I don't find any functionality to do this.<p>The market worship is just not for me. I'll probably still visit for the articles, but commenting here just depresses me too much so I don't want to do it anymore.<p>Not trying to make a big production out of it all, but would like my account deleted. Thanks.
======
icey
Just log out. Problem solved.

That being said, don't let the fact that one comment got downmodded scare you
away. People have opinions on all sorts of things; eventually you're going to
run into the fact that people are bound to disagree with you. Hopefully you
can take a few days and realize that there aren't too many places on the net
where someone can disagree with you and do it respectfully with reasoned
responses.

------
bockris
Not to be harsh, but by posting a submission you are making a big production
of it.

------
thetrumanshow
I'm incredibly curious... what was the straw that broke the camel's back here?

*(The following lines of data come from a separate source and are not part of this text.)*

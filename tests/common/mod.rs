//! Shared test fixtures: a small interpreter for method bodies, plus compile/decode plumbing
#![allow(dead_code)]

use jvmkit::jvm::code::{
    BinaryOperator, Comparison, Constant, Instruction, MethodData, ReferenceCondition, ValueType,
};
use jvmkit::jvm::compiler::{compile, CompilerOutput};
use jvmkit::jvm::decoder::decode;
use jvmkit::jvm::{
    CompilerSettings, ConstantPool, Error, MethodAccessFlags, MethodDescriptor, Name,
    ParseDescriptor,
};
use std::collections::HashMap;

pub const CLASS: &str = "Test";

pub fn init_logging() {
    let _ = env_logger::builder().is_test(true).try_init();
}

/// Static method of the test class with no handlers
pub fn static_method(name: &str, descriptor: &str, instructions: Vec<Instruction>) -> MethodData {
    let len = instructions.len();
    MethodData::new(
        MethodAccessFlags::STATIC,
        Name::from(CLASS),
        Name::from(name),
        MethodDescriptor::parse(descriptor).unwrap(),
        instructions,
        vec![Default::default(); len],
        vec![None; len],
    )
    .unwrap()
}

/// Decode a static method of the test class
pub fn decode_static(
    name: &str,
    descriptor: &str,
    code: &[u8],
    handlers: &[jvmkit::jvm::code::RawHandler],
    pool: &ConstantPool,
) -> Result<MethodData, Error> {
    decode(code, handlers, pool)?.into_method_data(
        MethodAccessFlags::STATIC,
        Name::from(CLASS),
        Name::from(name),
        MethodDescriptor::parse(descriptor).unwrap(),
    )
}

/// Compile a method, then decode the main method and every helper back
pub fn compile_and_reload(
    method: &MethodData,
    pool: &mut ConstantPool,
    settings: &CompilerSettings,
) -> (CompilerOutput, Program) {
    let output = compile(method, pool, settings).unwrap();
    let mut program = Program::default();
    let main = decode(&output.main.code, &output.main.raw_handlers, &*pool)
        .unwrap()
        .into_method_data(
            method.access_flags,
            method.class_name.clone(),
            method.name.clone(),
            method.descriptor.clone(),
        )
        .unwrap();
    program.add(main);
    for helper in &output.helpers {
        let decoded = decode(&helper.compiled.code, &helper.compiled.raw_handlers, &*pool)
            .unwrap()
            .into_method_data(
                helper.access_flags,
                method.class_name.clone(),
                helper.name.clone(),
                helper.descriptor.clone(),
            )
            .unwrap();
        program.add(decoded);
    }
    (output, program)
}

#[derive(Copy, Clone, PartialEq, Eq, Debug)]
pub enum Value {
    Int(i32),
    Long(i64),
    Null,

    /// Caught exception of the given class
    Exception(&'static str),
}

impl Value {
    fn int(self) -> i32 {
        match self {
            Value::Int(value) => value,
            other => panic!("expected an int, found {:?}", other),
        }
    }

    fn long(self) -> i64 {
        match self {
            Value::Long(value) => value,
            other => panic!("expected a long, found {:?}", other),
        }
    }
}

pub const ARITHMETIC_EXCEPTION: &str = "java/lang/ArithmeticException";
pub const NULL_POINTER_EXCEPTION: &str = "java/lang/NullPointerException";

/// Can a handler for `catch_class` catch the exception?
fn catches(catch_class: Option<&str>, thrown: &str) -> bool {
    match catch_class {
        None => true,
        Some(class) => {
            class == thrown
                || matches!(
                    class,
                    "java/lang/RuntimeException" | "java/lang/Exception" | "java/lang/Throwable"
                )
        }
    }
}

/// Result of running a method: the returned value, or the class of an uncaught exception
pub type Outcome = Result<Option<Value>, &'static str>;

/// Static methods of the test class, runnable by name
///
/// Only what the tests use is supported: `int`/`long` arithmetic, locals, stack manipulation,
/// branches, switches, static calls within the class, and exceptions (division by zero and
/// `athrow`). Anything else panics.
#[derive(Default)]
pub struct Program {
    methods: HashMap<String, MethodData>,
}

const STEP_LIMIT: usize = 10_000_000;

impl Program {
    pub fn add(&mut self, method: MethodData) {
        self.methods.insert(method.name.to_string(), method);
    }

    pub fn method(&self, name: &str) -> &MethodData {
        &self.methods[name]
    }

    /// Run a method that isn't expected to throw
    pub fn call(&self, name: &str, args: &[Value]) -> Option<Value> {
        match self.outcome(name, args) {
            Ok(result) => result,
            Err(class) => panic!("`{}` threw {}", name, class),
        }
    }

    pub fn outcome(&self, name: &str, args: &[Value]) -> Outcome {
        let mut steps = 0;
        self.run(self.method(name), args, &mut steps)
    }

    fn run(&self, method: &MethodData, args: &[Value], steps: &mut usize) -> Outcome {
        let mut locals: Vec<Option<Value>> = vec![None; method.max_locals()];
        let mut slot = 0;
        for arg in args {
            locals[slot] = Some(*arg);
            slot += if let Value::Long(_) = arg { 2 } else { 1 };
        }
        let mut stack: Vec<Value> = vec![];
        let mut pc = 0;
        loop {
            *steps += 1;
            assert!(*steps < STEP_LIMIT, "ran for too long");
            let at = pc;
            let insn = &method.instructions()[at];
            pc += 1;
            let thrown: Option<&'static str> = match insn {
                Instruction::Constant(Constant::Int(value)) => {
                    stack.push(Value::Int(*value));
                    None
                }
                Instruction::Constant(Constant::Long(value)) => {
                    stack.push(Value::Long(*value));
                    None
                }
                Instruction::Constant(Constant::Null) => {
                    stack.push(Value::Null);
                    None
                }
                Instruction::LocalLoad { index, .. } => {
                    stack.push(locals[*index as usize].expect("load of unset local"));
                    None
                }
                Instruction::LocalStore { index, .. } => {
                    locals[*index as usize] = stack.pop();
                    None
                }
                Instruction::Pop(count) => {
                    let len = stack.len();
                    stack.truncate(len - count.elements());
                    None
                }
                Instruction::Dup(shape) => {
                    let len = stack.len();
                    let copy: Vec<Value> = stack[len - shape.size()..].to_vec();
                    let insert_at = len - shape.size() - shape.delta();
                    stack.splice(insert_at..insert_at, copy);
                    None
                }
                Instruction::Swap => {
                    let len = stack.len();
                    stack.swap(len - 1, len - 2);
                    None
                }
                Instruction::BinaryOp { ty, op } => {
                    let right = stack.pop().unwrap();
                    let left = stack.pop().unwrap();
                    let result = match ty {
                        ValueType::Int => int_op(*op, left.int(), right.int()).map(Value::Int),
                        ValueType::Long => {
                            long_op(*op, left.long(), right.long()).map(Value::Long)
                        }
                        other => panic!("unsupported operand type {:?}", other),
                    };
                    match result {
                        Some(value) => {
                            stack.push(value);
                            None
                        }
                        None => Some(ARITHMETIC_EXCEPTION),
                    }
                }
                Instruction::Neg(ValueType::Int) => {
                    let value = stack.pop().unwrap().int();
                    stack.push(Value::Int(value.wrapping_neg()));
                    None
                }
                Instruction::ConditionalBranch { comparison, target } => {
                    let right = stack.pop().unwrap();
                    let left = stack.pop().unwrap();
                    let taken = match comparison {
                        Comparison::Int(cond) => cond.holds(left.int(), right.int()),
                        Comparison::Reference(ReferenceCondition::Eq) => left == right,
                        Comparison::Reference(ReferenceCondition::Ne) => left != right,
                    };
                    if taken {
                        pc = *target;
                    }
                    None
                }
                Instruction::Goto(target) => {
                    pc = *target;
                    None
                }
                Instruction::Switch(table) => {
                    let key = stack.pop().unwrap().int();
                    pc = table.lookup(key);
                    None
                }
                Instruction::Invoke { method: callee, .. } => {
                    assert_eq!(&*callee.class, CLASS, "call outside the test class");
                    let arity = callee.descriptor.parameters.len();
                    let args = stack.split_off(stack.len() - arity);
                    let target = self.method(&callee.name);
                    match self.run(target, &args, steps) {
                        Ok(Some(result)) => {
                            stack.push(result);
                            None
                        }
                        Ok(None) => None,
                        Err(class) => Some(class),
                    }
                }
                Instruction::Throw => match stack.pop().unwrap() {
                    Value::Exception(class) => Some(class),
                    Value::Null => Some(NULL_POINTER_EXCEPTION),
                    other => panic!("threw {:?}", other),
                },
                Instruction::Return(None) => return Ok(None),
                Instruction::Return(Some(_)) => return Ok(stack.pop()),
                other => panic!("unsupported instruction {}", other),
            };

            if let Some(class) = thrown {
                let handler = method.handlers()[at]
                    .iter()
                    .find(|handler| catches(handler.catch_class.as_deref(), class));
                match handler {
                    Some(handler) => {
                        stack.clear();
                        stack.push(Value::Exception(class));
                        pc = handler.target;
                    }
                    None => return Err(class),
                }
            }
        }
    }
}

/// `None` on division by zero
fn int_op(op: BinaryOperator, left: i32, right: i32) -> Option<i32> {
    if matches!(op, BinaryOperator::Div | BinaryOperator::Rem) && right == 0 {
        return None;
    }
    Some(match op {
        BinaryOperator::Add => left.wrapping_add(right),
        BinaryOperator::Sub => left.wrapping_sub(right),
        BinaryOperator::Mul => left.wrapping_mul(right),
        BinaryOperator::Div => left.wrapping_div(right),
        BinaryOperator::Rem => left.wrapping_rem(right),
        BinaryOperator::And => left & right,
        BinaryOperator::Or => left | right,
        BinaryOperator::Xor => left ^ right,
    })
}

fn long_op(op: BinaryOperator, left: i64, right: i64) -> Option<i64> {
    if matches!(op, BinaryOperator::Div | BinaryOperator::Rem) && right == 0 {
        return None;
    }
    Some(match op {
        BinaryOperator::Add => left.wrapping_add(right),
        BinaryOperator::Sub => left.wrapping_sub(right),
        BinaryOperator::Mul => left.wrapping_mul(right),
        BinaryOperator::Div => left.wrapping_div(right),
        BinaryOperator::Rem => left.wrapping_rem(right),
        BinaryOperator::And => left & right,
        BinaryOperator::Or => left | right,
        BinaryOperator::Xor => left ^ right,
    })
}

I get the sense that HN does lean pro-market, non-political, and unreligious
(pg is just about the only person I catch actually bagging on religion, but
maybe I am just paying extra attention to him). Reddit leans anti-market, very
political, and extreme in the anti-religion aspect.

What are you looking for, and where are you planning on going to contribute
after you leave? (I understand you will still be reading articles)

------
dannyr
What's the negative implication if you just stop submitting and commenting on
articles?

Do you want your profile removed from search results?

------
jibiki
I suggest changing your password to something you won't remember.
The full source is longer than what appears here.